START THE RECORDS
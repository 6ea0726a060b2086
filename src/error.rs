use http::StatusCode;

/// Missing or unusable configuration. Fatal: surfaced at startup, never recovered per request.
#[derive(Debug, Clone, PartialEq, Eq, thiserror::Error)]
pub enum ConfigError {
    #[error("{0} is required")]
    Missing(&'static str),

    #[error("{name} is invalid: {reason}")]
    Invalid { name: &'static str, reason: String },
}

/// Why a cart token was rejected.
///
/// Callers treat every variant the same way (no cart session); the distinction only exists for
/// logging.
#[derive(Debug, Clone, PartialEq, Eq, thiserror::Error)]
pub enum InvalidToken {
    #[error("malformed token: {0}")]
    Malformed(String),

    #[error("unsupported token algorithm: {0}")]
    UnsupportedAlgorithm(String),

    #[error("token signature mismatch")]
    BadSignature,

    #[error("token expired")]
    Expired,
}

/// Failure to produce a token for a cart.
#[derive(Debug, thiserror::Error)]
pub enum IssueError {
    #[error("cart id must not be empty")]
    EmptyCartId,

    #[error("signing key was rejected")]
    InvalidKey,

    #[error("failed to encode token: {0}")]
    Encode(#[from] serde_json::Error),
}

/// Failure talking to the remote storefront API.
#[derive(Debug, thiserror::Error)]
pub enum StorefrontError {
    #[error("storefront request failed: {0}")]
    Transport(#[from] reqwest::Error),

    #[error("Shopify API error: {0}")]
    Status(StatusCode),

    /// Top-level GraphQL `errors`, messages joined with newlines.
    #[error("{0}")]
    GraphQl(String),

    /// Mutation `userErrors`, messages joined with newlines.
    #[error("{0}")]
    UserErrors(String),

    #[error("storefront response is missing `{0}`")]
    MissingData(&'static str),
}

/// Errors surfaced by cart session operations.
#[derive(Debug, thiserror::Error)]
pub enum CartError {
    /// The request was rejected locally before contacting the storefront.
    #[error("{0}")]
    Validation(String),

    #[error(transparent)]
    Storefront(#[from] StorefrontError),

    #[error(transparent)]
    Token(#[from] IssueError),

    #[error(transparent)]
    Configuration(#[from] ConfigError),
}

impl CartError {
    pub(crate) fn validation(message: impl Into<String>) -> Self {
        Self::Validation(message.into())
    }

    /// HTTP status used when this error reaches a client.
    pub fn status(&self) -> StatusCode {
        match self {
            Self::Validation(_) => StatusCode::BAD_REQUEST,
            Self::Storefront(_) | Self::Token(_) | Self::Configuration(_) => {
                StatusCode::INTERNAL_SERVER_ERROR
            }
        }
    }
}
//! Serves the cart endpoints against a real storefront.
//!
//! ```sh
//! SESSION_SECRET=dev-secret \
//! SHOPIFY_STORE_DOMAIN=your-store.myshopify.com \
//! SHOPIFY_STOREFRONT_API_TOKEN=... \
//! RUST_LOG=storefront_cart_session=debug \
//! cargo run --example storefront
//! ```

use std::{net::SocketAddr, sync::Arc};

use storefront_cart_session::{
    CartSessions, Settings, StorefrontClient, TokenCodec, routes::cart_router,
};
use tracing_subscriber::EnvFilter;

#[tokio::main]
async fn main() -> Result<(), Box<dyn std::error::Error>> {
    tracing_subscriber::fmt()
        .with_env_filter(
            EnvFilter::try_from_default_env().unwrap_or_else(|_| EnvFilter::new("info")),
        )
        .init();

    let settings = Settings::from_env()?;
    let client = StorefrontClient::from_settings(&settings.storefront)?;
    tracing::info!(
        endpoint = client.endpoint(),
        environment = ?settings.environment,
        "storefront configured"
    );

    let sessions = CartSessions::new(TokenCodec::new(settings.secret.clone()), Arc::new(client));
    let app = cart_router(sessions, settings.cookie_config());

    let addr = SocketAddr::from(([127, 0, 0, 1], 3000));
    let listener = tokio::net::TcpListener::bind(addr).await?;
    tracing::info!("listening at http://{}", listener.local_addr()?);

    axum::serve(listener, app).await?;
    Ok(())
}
END THE RECORDS
* WHAT THE EXERCISE ASKS *
The line containing "pub enum ConfigError" marks the end. Please print exactly every line from the top of the data to it, both included, and nothing more.

* RESULT FOR THIS TASK *
repository 6ea0726a060b2086
filename src/error.rs
use http::StatusCode;

/// Missing or unusable configuration. Fatal: surfaced at startup, never recovered per request.
#[derive(Debug, Clone, PartialEq, Eq, thiserror::Error)]
pub enum ConfigError {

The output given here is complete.